Exercise description:
Return all the records, each one exactly as given.

━━━━━ Entries supplied

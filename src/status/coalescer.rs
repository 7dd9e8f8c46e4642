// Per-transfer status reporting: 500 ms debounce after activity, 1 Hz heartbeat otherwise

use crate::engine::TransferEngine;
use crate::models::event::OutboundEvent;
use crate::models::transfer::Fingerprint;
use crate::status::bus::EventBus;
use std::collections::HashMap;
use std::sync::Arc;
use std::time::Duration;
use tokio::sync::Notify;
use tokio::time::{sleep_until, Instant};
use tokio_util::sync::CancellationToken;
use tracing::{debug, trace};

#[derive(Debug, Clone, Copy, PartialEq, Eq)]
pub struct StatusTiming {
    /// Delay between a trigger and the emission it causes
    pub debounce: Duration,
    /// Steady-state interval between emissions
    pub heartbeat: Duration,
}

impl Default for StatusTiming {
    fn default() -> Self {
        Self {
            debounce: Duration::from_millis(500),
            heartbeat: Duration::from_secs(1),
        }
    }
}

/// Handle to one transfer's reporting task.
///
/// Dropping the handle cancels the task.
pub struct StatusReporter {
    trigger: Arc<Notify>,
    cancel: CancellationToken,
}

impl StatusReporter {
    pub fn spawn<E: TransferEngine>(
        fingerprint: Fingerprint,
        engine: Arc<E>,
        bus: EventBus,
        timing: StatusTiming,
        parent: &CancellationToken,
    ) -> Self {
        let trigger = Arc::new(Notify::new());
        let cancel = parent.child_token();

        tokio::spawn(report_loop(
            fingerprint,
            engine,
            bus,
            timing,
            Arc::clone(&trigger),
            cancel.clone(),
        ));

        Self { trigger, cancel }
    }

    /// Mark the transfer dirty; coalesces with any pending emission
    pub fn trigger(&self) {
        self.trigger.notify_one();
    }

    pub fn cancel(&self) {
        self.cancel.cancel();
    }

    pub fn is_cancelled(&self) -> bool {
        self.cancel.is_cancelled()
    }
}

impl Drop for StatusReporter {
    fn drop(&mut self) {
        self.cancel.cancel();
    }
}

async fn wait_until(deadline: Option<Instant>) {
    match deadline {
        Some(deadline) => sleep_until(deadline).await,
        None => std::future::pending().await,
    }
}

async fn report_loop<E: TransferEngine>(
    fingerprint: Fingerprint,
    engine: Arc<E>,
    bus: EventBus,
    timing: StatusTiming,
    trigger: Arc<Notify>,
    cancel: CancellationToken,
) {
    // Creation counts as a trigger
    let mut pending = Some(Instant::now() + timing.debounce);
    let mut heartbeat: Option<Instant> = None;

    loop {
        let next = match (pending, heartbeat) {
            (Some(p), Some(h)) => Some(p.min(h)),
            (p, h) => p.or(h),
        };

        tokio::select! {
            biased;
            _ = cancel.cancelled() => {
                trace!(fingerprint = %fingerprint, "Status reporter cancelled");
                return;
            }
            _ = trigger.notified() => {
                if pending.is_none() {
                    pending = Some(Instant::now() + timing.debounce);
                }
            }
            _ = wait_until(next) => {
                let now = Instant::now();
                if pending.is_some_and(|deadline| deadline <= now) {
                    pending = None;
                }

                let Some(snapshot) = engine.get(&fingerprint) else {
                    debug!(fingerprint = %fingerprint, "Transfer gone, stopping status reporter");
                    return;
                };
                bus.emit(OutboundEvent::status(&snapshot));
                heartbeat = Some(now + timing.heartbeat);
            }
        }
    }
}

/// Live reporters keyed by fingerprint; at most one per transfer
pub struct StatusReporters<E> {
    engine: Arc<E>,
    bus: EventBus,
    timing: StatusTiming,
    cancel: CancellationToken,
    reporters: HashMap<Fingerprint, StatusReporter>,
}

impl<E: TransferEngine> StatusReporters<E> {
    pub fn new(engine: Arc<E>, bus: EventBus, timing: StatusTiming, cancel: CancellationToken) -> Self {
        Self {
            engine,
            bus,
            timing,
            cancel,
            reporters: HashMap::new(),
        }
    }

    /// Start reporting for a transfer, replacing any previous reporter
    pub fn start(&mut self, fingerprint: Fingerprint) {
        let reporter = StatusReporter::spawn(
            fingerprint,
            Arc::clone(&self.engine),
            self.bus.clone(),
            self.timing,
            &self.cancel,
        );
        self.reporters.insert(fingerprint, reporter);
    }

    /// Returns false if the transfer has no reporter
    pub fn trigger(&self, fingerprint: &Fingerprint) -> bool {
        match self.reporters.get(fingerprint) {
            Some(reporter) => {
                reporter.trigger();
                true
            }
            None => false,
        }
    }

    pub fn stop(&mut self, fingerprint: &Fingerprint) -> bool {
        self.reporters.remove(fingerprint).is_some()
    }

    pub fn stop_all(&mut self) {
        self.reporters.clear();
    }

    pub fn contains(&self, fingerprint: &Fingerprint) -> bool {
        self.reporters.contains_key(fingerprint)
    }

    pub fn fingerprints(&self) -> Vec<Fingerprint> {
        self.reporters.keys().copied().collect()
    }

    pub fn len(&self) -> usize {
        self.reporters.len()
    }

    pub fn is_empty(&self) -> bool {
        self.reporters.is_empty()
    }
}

━━━━━━━━━━

Result for this exercise:
filename src/status/coalescer.rs
repository 7dd9e8f8c46e4642
// Per-transfer status reporting: 500 ms debounce after activity, 1 Hz heartbeat otherwise

use crate::engine::TransferEngine;
use crate::models::event::OutboundEvent;
use crate::models::transfer::Fingerprint;
use crate::status::bus::EventBus;
use std::collections::HashMap;
use std::sync::Arc;
use std::time::Duration;
use tokio::sync::Notify;
use tokio::time::{sleep_until, Instant};
use tokio_util::sync::CancellationToken;
use tracing::{debug, trace};

#[derive(Debug, Clone, Copy, PartialEq, Eq)]
pub struct StatusTiming {
    /// Delay between a trigger and the emission it causes
    pub debounce: Duration,
    /// Steady-state interval between emissions
    pub heartbeat: Duration,
}

impl Default for StatusTiming {
    fn default() -> Self {
        Self {
            debounce: Duration::from_millis(500),
            heartbeat: Duration::from_secs(1),
        }
    }
}

/// Handle to one transfer's reporting task.
///
/// Dropping the handle cancels the task.
pub struct StatusReporter {
    trigger: Arc<Notify>,
    cancel: CancellationToken,
}

impl StatusReporter {
    pub fn spawn<E: TransferEngine>(
        fingerprint: Fingerprint,
        engine: Arc<E>,
        bus: EventBus,
        timing: StatusTiming,
        parent: &CancellationToken,
    ) -> Self {
        let trigger = Arc::new(Notify::new());
        let cancel = parent.child_token();

        tokio::spawn(report_loop(
            fingerprint,
            engine,
            bus,
            timing,
            Arc::clone(&trigger),
            cancel.clone(),
        ));

        Self { trigger, cancel }
    }

    /// Mark the transfer dirty; coalesces with any pending emission
    pub fn trigger(&self) {
        self.trigger.notify_one();
    }

    pub fn cancel(&self) {
        self.cancel.cancel();
    }

    pub fn is_cancelled(&self) -> bool {
        self.cancel.is_cancelled()
    }
}

impl Drop for StatusReporter {
    fn drop(&mut self) {
        self.cancel.cancel();
    }
}

async fn wait_until(deadline: Option<Instant>) {
    match deadline {
        Some(deadline) => sleep_until(deadline).await,
        None => std::future::pending().await,
    }
}

async fn report_loop<E: TransferEngine>(
    fingerprint: Fingerprint,
    engine: Arc<E>,
    bus: EventBus,
    timing: StatusTiming,
    trigger: Arc<Notify>,
    cancel: CancellationToken,
) {
    // Creation counts as a trigger
    let mut pending = Some(Instant::now() + timing.debounce);
    let mut heartbeat: Option<Instant> = None;

    loop {
        let next = match (pending, heartbeat) {
            (Some(p), Some(h)) => Some(p.min(h)),
            (p, h) => p.or(h),
        };

        tokio::select! {
            biased;
            _ = cancel.cancelled() => {
                trace!(fingerprint = %fingerprint, "Status reporter cancelled");
                return;
            }
            _ = trigger.notified() => {
                if pending.is_none() {
                    pending = Some(Instant::now() + timing.debounce);
                }
            }
            _ = wait_until(next) => {
                let now = Instant::now();
                if pending.is_some_and(|deadline| deadline <= now) {
                    pending = None;
                }

                let Some(snapshot) = engine.get(&fingerprint) else {
                    debug!(fingerprint = %fingerprint, "Transfer gone, stopping status reporter");
                    return;
                };
                bus.emit(OutboundEvent::status(&snapshot));
                heartbeat = Some(now + timing.heartbeat);
            }
        }
    }
}

/// Live reporters keyed by fingerprint; at most one per transfer
pub struct StatusReporters<E> {
    engine: Arc<E>,
    bus: EventBus,
    timing: StatusTiming,
    cancel: CancellationToken,
    reporters: HashMap<Fingerprint, StatusReporter>,
}

impl<E: TransferEngine> StatusReporters<E> {
    pub fn new(engine: Arc<E>, bus: EventBus, timing: StatusTiming, cancel: CancellationToken) -> Self {
        Self {
            engine,
            bus,
            timing,
            cancel,
            reporters: HashMap::new(),
        }
    }

    /// Start reporting for a transfer, replacing any previous reporter
    pub fn start(&mut self, fingerprint: Fingerprint) {
        let reporter = StatusReporter::spawn(
            fingerprint,
            Arc::clone(&self.engine),
            self.bus.clone(),
            self.timing,
            &self.cancel,
        );
        self.reporters.insert(fingerprint, reporter);
    }

    /// Returns false if the transfer has no reporter
    pub fn trigger(&self, fingerprint: &Fingerprint) -> bool {
        match self.reporters.get(fingerprint) {
            Some(reporter) => {
                reporter.trigger();
                true
            }
            None => false,
        }
    }

    pub fn stop(&mut self, fingerprint: &Fingerprint) -> bool {
        self.reporters.remove(fingerprint).is_some()
    }

    pub fn stop_all(&mut self) {
        self.reporters.clear();
    }

    pub fn contains(&self, fingerprint: &Fingerprint) -> bool {
        self.reporters.contains_key(fingerprint)
    }

    pub fn fingerprints(&self) -> Vec<Fingerprint> {
        self.reporters.keys().copied().collect()
    }

    pub fn len(&self) -> usize {
        self.reporters.len()
    }

    pub fn is_empty(&self) -> bool {
        self.reporters.is_empty()
    }
}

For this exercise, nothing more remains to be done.